*** Opening of Records provided ***

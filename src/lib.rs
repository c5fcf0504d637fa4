//! A process-local, lazily-populated cache with secondary indexes over cached collections.
//!
//! Register a value or a fetcher for a key, read it back with [`FatCache::get`], and query
//! cached collections by the outputs of named extractors:
//!
//! ```
//! use fat_cache::FatCache;
//!
//! let mut cache: FatCache<&str, Vec<i64>> = FatCache::new();
//! cache.register_extractor("is_odd", |n: &i64| n % 2 != 0);
//! cache.register_fn("numbers", || vec![0, 1, 2, 3, 4, 5]).unwrap();
//!
//! assert_eq!(cache.lookup(&"numbers", "is_odd", true).unwrap(), vec![1, 3, 5]);
//! assert!(cache.one(&"numbers", [("is_odd", false)]).is_err());
//! ```

pub mod config;
pub mod error;
pub mod fat_cache;
pub mod hydration;
pub mod index;
pub mod progress;
pub mod snapshot;
pub mod store;

pub use config::{CacheConfig, FetchPolicy, RegistrationMode, SnapshotFormat};
pub use error::{CacheError, FetchError, Result};
pub use fat_cache::FatCache;
pub use hydration::CacheLookupSuccess;
pub use index::{Dataset, GroupKey, GroupValue, Grouping, Selector};
pub use progress::{Progress, ProgressObserver};
pub use snapshot::{BincodeCodec, JsonCodec, SnapshotCodec};
pub use store::memory::MemoryStore;
pub use store::CacheStoreStrategy;
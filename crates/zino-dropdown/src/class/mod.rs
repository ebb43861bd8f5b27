//! CSS classes for components.

use crate::SharedString;
use dioxus_core::{AttributeValue, prelude::*};
use smallvec::SmallVec;
use std::fmt;

/// A list of CSS classes which can be merged with caller-supplied classes.
#[derive(Debug, Default, Clone, PartialEq, Eq)]
pub struct Class {
    /// A list of classes.
    classes: SmallVec<[SharedString; 4]>,
}

impl Class {
    /// Creates a new instance from a whitespace-separated class list.
    #[inline]
    pub fn new(class: impl Into<SharedString>) -> Self {
        let mut classes = Self::default();
        classes.extend(class);
        classes
    }

    /// Adds a class to the list, omitting any that are already present.
    #[inline]
    pub fn add(&mut self, class: impl Into<SharedString>) {
        let class = class.into();
        if !(class.is_empty() || self.contains(&class)) {
            self.classes.push(class);
        }
    }

    /// Adds each class in a whitespace-separated class list.
    pub fn extend(&mut self, class: impl Into<SharedString>) {
        match class.into() {
            SharedString::Borrowed(class) => {
                for class in class.split_whitespace() {
                    self.add(class);
                }
            }
            SharedString::Owned(class) => {
                for class in class.split_whitespace() {
                    self.add(class.to_owned());
                }
            }
        }
    }

    /// Returns a new instance with the classes of `other` appended to `self`.
    #[must_use]
    pub fn merge(&self, other: &Class) -> Self {
        let mut merged = self.clone();
        for class in other.classes.iter() {
            merged.add(class.clone());
        }
        merged
    }

    /// Removes a class from the list.
    #[inline]
    pub fn remove(&mut self, class: &str) {
        self.classes.retain(|s| **s != *class)
    }

    /// Returns `true` if a given class has been added.
    #[inline]
    pub fn contains(&self, class: &str) -> bool {
        self.classes.iter().any(|s| &**s == class)
    }

    /// Returns `true` if the class list is empty.
    #[inline]
    pub fn is_empty(&self) -> bool {
        self.classes.is_empty()
    }

    /// Formats `self` as a `SharedString`.
    pub fn format(&self) -> SharedString {
        match self.classes.as_slice() {
            [] => SharedString::Borrowed(""),
            [class] => class.clone(),
            classes => classes.join(" ").into(),
        }
    }
}

impl From<&'static str> for Class {
    #[inline]
    fn from(class: &'static str) -> Self {
        Self::new(class)
    }
}

impl From<String> for Class {
    #[inline]
    fn from(class: String) -> Self {
        Self::new(class)
    }
}

impl From<SharedString> for Class {
    #[inline]
    fn from(class: SharedString) -> Self {
        Self::new(class)
    }
}

impl<const N: usize> From<[&'static str; N]> for Class {
    #[inline]
    fn from(classes: [&'static str; N]) -> Self {
        let mut class = Self::default();
        for s in classes {
            class.extend(s);
        }
        class
    }
}

impl fmt::Display for Class {
    #[inline]
    fn fmt(&self, f: &mut fmt::Formatter) -> fmt::Result {
        f.write_str(&self.format())
    }
}

impl IntoAttributeValue for Class {
    #[inline]
    fn into_value(self) -> AttributeValue {
        AttributeValue::Text(self.format().into_owned())
    }
}

#[cfg(test)]
mod tests {
    use super::Class;

    #[test]
    fn it_merges_classes() {
        let base = Class::new("dropdown");
        let merged = base.merge(&Class::new("mh3  dropdown is-dark"));
        assert_eq!(merged.format(), "dropdown mh3 is-dark");
        assert_eq!(base.merge(&Class::default()).to_string(), "dropdown");

        let owned = Class::from(format!("{} {}", "pv1", "ph3"));
        assert!(owned.contains("ph3"));
        assert_eq!(Class::from(["a b", "c"]).to_string(), "a b c");
    }

    #[test]
    fn it_ignores_empty_classes() {
        let mut class = Class::new("   ");
        assert!(class.is_empty());
        assert_eq!(class.format(), "");

        class.add("");
        class.add("menu");
        class.add("menu");
        assert_eq!(class.to_string(), "menu");

        class.remove("menu");
        assert!(class.is_empty());
    }
}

*** Close of Records provided ***

### Aim of the exercise:
Retype the whole listing above, line for line and exactly.

### Written response:
filename src/lib.rs
repository c5fcf0504d637fa4
//! A process-local, lazily-populated cache with secondary indexes over cached collections.
//!
//! Register a value or a fetcher for a key, read it back with [`FatCache::get`], and query
//! cached collections by the outputs of named extractors:
//!
//! ```
//! use fat_cache::FatCache;
//!
//! let mut cache: FatCache<&str, Vec<i64>> = FatCache::new();
//! cache.register_extractor("is_odd", |n: &i64| n % 2 != 0);
//! cache.register_fn("numbers", || vec![0, 1, 2, 3, 4, 5]).unwrap();
//!
//! assert_eq!(cache.lookup(&"numbers", "is_odd", true).unwrap(), vec![1, 3, 5]);
//! assert!(cache.one(&"numbers", [("is_odd", false)]).is_err());
//! ```

pub mod config;
pub mod error;
pub mod fat_cache;
pub mod hydration;
pub mod index;
pub mod progress;
pub mod snapshot;
pub mod store;

pub use config::{CacheConfig, FetchPolicy, RegistrationMode, SnapshotFormat};
pub use error::{CacheError, FetchError, Result};
pub use fat_cache::FatCache;
pub use hydration::CacheLookupSuccess;
pub use index::{Dataset, GroupKey, GroupValue, Grouping, Selector};
pub use progress::{Progress, ProgressObserver};
pub use snapshot::{BincodeCodec, JsonCodec, SnapshotCodec};
pub use store::memory::MemoryStore;
pub use store::CacheStoreStrategy;
filename crates/zino-dropdown/src/class/mod.rs
repository ebb43861bd8f5b27
//! CSS classes for components.

use crate::SharedString;
use dioxus_core::{AttributeValue, prelude::*};
use smallvec::SmallVec;
use std::fmt;

/// A list of CSS classes which can be merged with caller-supplied classes.
#[derive(Debug, Default, Clone, PartialEq, Eq)]
pub struct Class {
    /// A list of classes.
    classes: SmallVec<[SharedString; 4]>,
}

impl Class {
    /// Creates a new instance from a whitespace-separated class list.
    #[inline]
    pub fn new(class: impl Into<SharedString>) -> Self {
        let mut classes = Self::default();
        classes.extend(class);
        classes
    }

    /// Adds a class to the list, omitting any that are already present.
    #[inline]
    pub fn add(&mut self, class: impl Into<SharedString>) {
        let class = class.into();
        if !(class.is_empty() || self.contains(&class)) {
            self.classes.push(class);
        }
    }

    /// Adds each class in a whitespace-separated class list.
    pub fn extend(&mut self, class: impl Into<SharedString>) {
        match class.into() {
            SharedString::Borrowed(class) => {
                for class in class.split_whitespace() {
                    self.add(class);
                }
            }
            SharedString::Owned(class) => {
                for class in class.split_whitespace() {
                    self.add(class.to_owned());
                }
            }
        }
    }

    /// Returns a new instance with the classes of `other` appended to `self`.
    #[must_use]
    pub fn merge(&self, other: &Class) -> Self {
        let mut merged = self.clone();
        for class in other.classes.iter() {
            merged.add(class.clone());
        }
        merged
    }

    /// Removes a class from the list.
    #[inline]
    pub fn remove(&mut self, class: &str) {
        self.classes.retain(|s| **s != *class)
    }

    /// Returns `true` if a given class has been added.
    #[inline]
    pub fn contains(&self, class: &str) -> bool {
        self.classes.iter().any(|s| &**s == class)
    }

    /// Returns `true` if the class list is empty.
    #[inline]
    pub fn is_empty(&self) -> bool {
        self.classes.is_empty()
    }

    /// Formats `self` as a `SharedString`.
    pub fn format(&self) -> SharedString {
        match self.classes.as_slice() {
            [] => SharedString::Borrowed(""),
            [class] => class.clone(),
            classes => classes.join(" ").into(),
        }
    }
}

impl From<&'static str> for Class {
    #[inline]
    fn from(class: &'static str) -> Self {
        Self::new(class)
    }
}

impl From<String> for Class {
    #[inline]
    fn from(class: String) -> Self {
        Self::new(class)
    }
}

impl From<SharedString> for Class {
    #[inline]
    fn from(class: SharedString) -> Self {
        Self::new(class)
    }
}

impl<const N: usize> From<[&'static str; N]> for Class {
    #[inline]
    fn from(classes: [&'static str; N]) -> Self {
        let mut class = Self::default();
        for s in classes {
            class.extend(s);
        }
        class
    }
}

impl fmt::Display for Class {
    #[inline]
    fn fmt(&self, f: &mut fmt::Formatter) -> fmt::Result {
        f.write_str(&self.format())
    }
}

impl IntoAttributeValue for Class {
    #[inline]
    fn into_value(self) -> AttributeValue {
        AttributeValue::Text(self.format().into_owned())
    }
}

#[cfg(test)]
mod tests {
    use super::Class;

    #[test]
    fn it_merges_classes() {
        let base = Class::new("dropdown");
        let merged = base.merge(&Class::new("mh3  dropdown is-dark"));
        assert_eq!(merged.format(), "dropdown mh3 is-dark");
        assert_eq!(base.merge(&Class::default()).to_string(), "dropdown");

        let owned = Class::from(format!("{} {}", "pv1", "ph3"));
        assert!(owned.contains("ph3"));
        assert_eq!(Class::from(["a b", "c"]).to_string(), "a b c");
    }

    #[test]
    fn it_ignores_empty_classes() {
        let mut class = Class::new("   ");
        assert!(class.is_empty());
        assert_eq!(class.format(), "");

        class.add("");
        class.add("menu");
        class.add("menu");
        assert_eq!(class.to_string(), "menu");

        class.remove("menu");
        assert!(class.is_empty());
    }
}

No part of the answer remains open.